◆ Assigned task
As the answer, give a copy of each line below that includes the word "impl".

(Data extracted from a collection)

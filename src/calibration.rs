//! Per-sensor calibration data and the bias/scale corrections derived from it.

mod corrector;
#[cfg(feature = "std")]
mod loader;
mod profile;

pub use profile::{
    AccelerometerCalibration, CalibrationProfile, CalibrationQuality, GyroscopeCalibration,
    MagnetometerCalibration, RAW_SENSOR_COORDINATES,
};
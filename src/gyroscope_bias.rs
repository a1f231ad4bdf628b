use crate::num::{degrees, Real};
use core::fmt::{Debug, Formatter};
use uniform_array_derive::UniformArray;

/// The estimated gyroscope bias (drift) terms.
#[derive(UniformArray, Copy, Clone, PartialEq)]
#[cfg_attr(test, ensure_uniform_type::ensure_uniform_type)]
#[repr(C)]
pub struct GyroscopeBias<T> {
    /// The angular rate bias around the x-axis, in radians per second.
    pub omega_x: T,
    /// The angular rate bias around the y-axis, in radians per second.
    pub omega_y: T,
    /// The angular rate bias around the z-axis, in radians per second.
    pub omega_z: T,
}

impl<T> GyroscopeBias<T> {
    /// Initializes a new [`GyroscopeBias`] instance.
    #[inline(always)]
    pub const fn new(omega_x: T, omega_y: T, omega_z: T) -> Self {
        Self {
            omega_x,
            omega_y,
            omega_z,
        }
    }

    /// Converts the bias terms from radians per second to degrees per second.
    pub fn to_degrees(&self) -> Self
    where
        T: Real,
    {
        Self::new(
            degrees(self.omega_x),
            degrees(self.omega_y),
            degrees(self.omega_z),
        )
    }
}

impl<T> Default for GyroscopeBias<T>
where
    T: Default,
{
    #[inline]
    fn default() -> Self {
        Self::new(Default::default(), Default::default(), Default::default())
    }
}

impl<T> Debug for GyroscopeBias<T>
where
    T: Debug,
{
    fn fmt(&self, f: &mut Formatter<'_>) -> core::fmt::Result {
        f.debug_tuple("GyroscopeBias")
            .field(&self.omega_x)
            .field(&self.omega_y)
            .field(&self.omega_z)
            .finish()
    }
}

◆ Written solution
impl<T> GyroscopeBias<T> {
impl<T> Default for GyroscopeBias<T>
impl<T> Debug for GyroscopeBias<T>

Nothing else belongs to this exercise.